_Data supplied_.

· · · ·

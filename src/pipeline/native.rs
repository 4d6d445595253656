use crate::convert::format::PixelFormat;
use crate::foundation::core::{Orientation, PixelArea};
use crate::foundation::error::ScaleResult;
use crate::pipeline::source::PixelSource;

/// Outcome of offering a transform to a platform codec.
pub enum Delegation {
    /// The codec applied the transform; continue from the returned source.
    Handled(Box<dyn PixelSource>),
    /// The codec cannot apply it; the source is handed back untouched.
    Declined(Box<dyn PixelSource>),
}

/// Hook for codecs that can apply transforms natively while decoding.
///
/// The builder offers each supported operation to the hook before appending its own stage. Every
/// method defaults to declining.
pub trait NativeTransforms: Send + Sync {
    /// Crop to `area`.
    fn crop(&self, source: Box<dyn PixelSource>, area: PixelArea) -> ScaleResult<Delegation> {
        let _ = area;
        Ok(Delegation::Declined(source))
    }

    /// Scale to `width x height`.
    fn scale(
        &self,
        source: Box<dyn PixelSource>,
        width: u32,
        height: u32,
    ) -> ScaleResult<Delegation> {
        let _ = (width, height);
        Ok(Delegation::Declined(source))
    }

    /// Correct a stored `orientation`.
    fn orient(
        &self,
        source: Box<dyn PixelSource>,
        orientation: Orientation,
    ) -> ScaleResult<Delegation> {
        let _ = orientation;
        Ok(Delegation::Declined(source))
    }

    /// Convert to `format`.
    fn convert(&self, source: Box<dyn PixelSource>, format: PixelFormat) -> ScaleResult<Delegation> {
        let _ = format;
        Ok(Delegation::Declined(source))
    }
}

· · · ·

Check each line above for "height" and return the ones that have it.

_Answer section_.
    /// Scale to `width x height`.
        height: u32,
        let _ = (width, height);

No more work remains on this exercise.